Doch nicht jeder möchte sich zu Hause schwarze Vorhänge aufhängen oder sie sind an der jeweiligen Location einfach nicht vorhanden. In dem Fall hilft ein schwarzes Moltontuch, das an zwei Stativen aufgehangen wird. Es muss übrigens nicht zwingend schwarzer Stoff sein. Besonders spannend finde ich auch dunkle, leicht durchsichtige Stoffe. Die haben einen ähnlichen Effekt, lassen aber noch etwas Licht durch. Molton auf Stativen hat den Vorteil, dass sich der Winkel des Hintergrunds zusätzlich ändern lässt. Statt des schwarzen Vorhangs habe ich dann einmal meine grüne Studiowand als Hintergrund genommen. Die Schattenbildung auf dem Gesicht fällt hier nicht so stark aus. Das liegt daran, dass das Model weiter im Raum steht. Weiter weg von dem schwarzen Vorhang lässt der Abschattungseffekt nach. Außerdem fotografiere ich hier in einem anderen Winkel.

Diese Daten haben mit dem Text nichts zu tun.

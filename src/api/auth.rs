// =============================================================================
// Bearer Token Authentication — Axum extractor
// =============================================================================
//
// Extracts and validates a Bearer token from the `Authorization` header
// against the admin token held by `AppState` (loaded from `EXO_ADMIN_TOKEN`
// at startup). Comparison is performed in constant time.
//
// Usage:
//
//   async fn handler(_auth: AuthBearer, State(state): State<Arc<AppState>>) { ... }
//
// A missing or wrong token short-circuits the request with 403 Forbidden
// before the handler body executes. With no token configured every
// authenticated request is refused.
// =============================================================================

use std::sync::Arc;

use axum::{
    extract::{FromRef, FromRequestParts},
    http::{request::Parts, StatusCode},
    response::{IntoResponse, Response},
};
use tracing::warn;

use crate::app_state::AppState;

// =============================================================================
// Constant-time comparison
// =============================================================================

/// Compare two byte slices without an early exit on the first mismatch.
/// A length mismatch returns immediately; the token length is not secret.
fn constant_time_eq(a: &[u8], b: &[u8]) -> bool {
    if a.len() != b.len() {
        return false;
    }

    let mut result: u8 = 0;
    for (x, y) in a.iter().zip(b.iter()) {
        result |= x ^ y;
    }
    result == 0
}

/// Validate `token` against the configured admin token.
///
/// Used where the extractor does not fit, such as the WebSocket upgrade
/// that carries its token in the query string.
pub fn validate_token(expected: Option<&str>, token: &str) -> bool {
    match expected {
        Some(expected) if !expected.is_empty() => {
            constant_time_eq(token.as_bytes(), expected.as_bytes())
        }
        _ => false,
    }
}

// =============================================================================
// Extractor
// =============================================================================

/// The configured admin token, pulled out of the router state.
#[derive(Clone)]
pub struct AdminToken(pub Option<String>);

impl FromRef<Arc<AppState>> for AdminToken {
    fn from_ref(state: &Arc<AppState>) -> Self {
        AdminToken(state.admin_token.clone())
    }
}

/// Proof that the request carried the admin token.
pub struct AuthBearer;

pub struct AuthRejection {
    status: StatusCode,
    message: &'static str,
}

impl IntoResponse for AuthRejection {
    fn into_response(self) -> Response {
        let body = serde_json::json!({
            "error": self.message,
        });
        (self.status, axum::Json(body)).into_response()
    }
}

impl<S> FromRequestParts<S> for AuthBearer
where
    S: Send + Sync,
    AdminToken: FromRef<S>,
{
    type Rejection = AuthRejection;

    async fn from_request_parts(parts: &mut Parts, state: &S) -> Result<Self, Self::Rejection> {
        let AdminToken(expected) = AdminToken::from_ref(state);

        if expected.as_deref().map_or(true, str::is_empty) {
            warn!("EXO_ADMIN_TOKEN is not set; rejecting authenticated request");
            return Err(AuthRejection {
                status: StatusCode::FORBIDDEN,
                message: "Server authentication not configured",
            });
        }

        let token = parts
            .headers
            .get(axum::http::header::AUTHORIZATION)
            .and_then(|v| v.to_str().ok())
            .and_then(|v| v.strip_prefix("Bearer "));

        let Some(token) = token else {
            warn!(path = %parts.uri.path(), "missing or malformed Authorization header");
            return Err(AuthRejection {
                status: StatusCode::FORBIDDEN,
                message: "Missing or invalid authorization token",
            });
        };

        if !validate_token(expected.as_deref(), token) {
            warn!(path = %parts.uri.path(), "invalid admin token presented");
            return Err(AuthRejection {
                status: StatusCode::FORBIDDEN,
                message: "Invalid authorization token",
            });
        }

        Ok(AuthBearer)
    }
}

Beim Bild oben habe ich den hinteren Teil des Vorhangs ein klein wenig aufgezogen, so dass dort mehr Licht auf den Hintergrund fällt. Am Lichteinfall auf das Gesicht ändert sich ansonsten nichts. Der Hintergrund wird heller und bekommt einen Helligkeitsverlauf, der in dem Beispiel zugegebenermaßen etwas stark ausfällt.
Drei Porträts, die innerhalb weniger Minuten einfach umsetzbar sind. Alles, was Sie dafür benötigen, ist Fensterlicht.
Ein farbiger Hintergrund und ein Vorhang erweitern die Möglichkeiten beim Fotografieren mit Fensterlicht.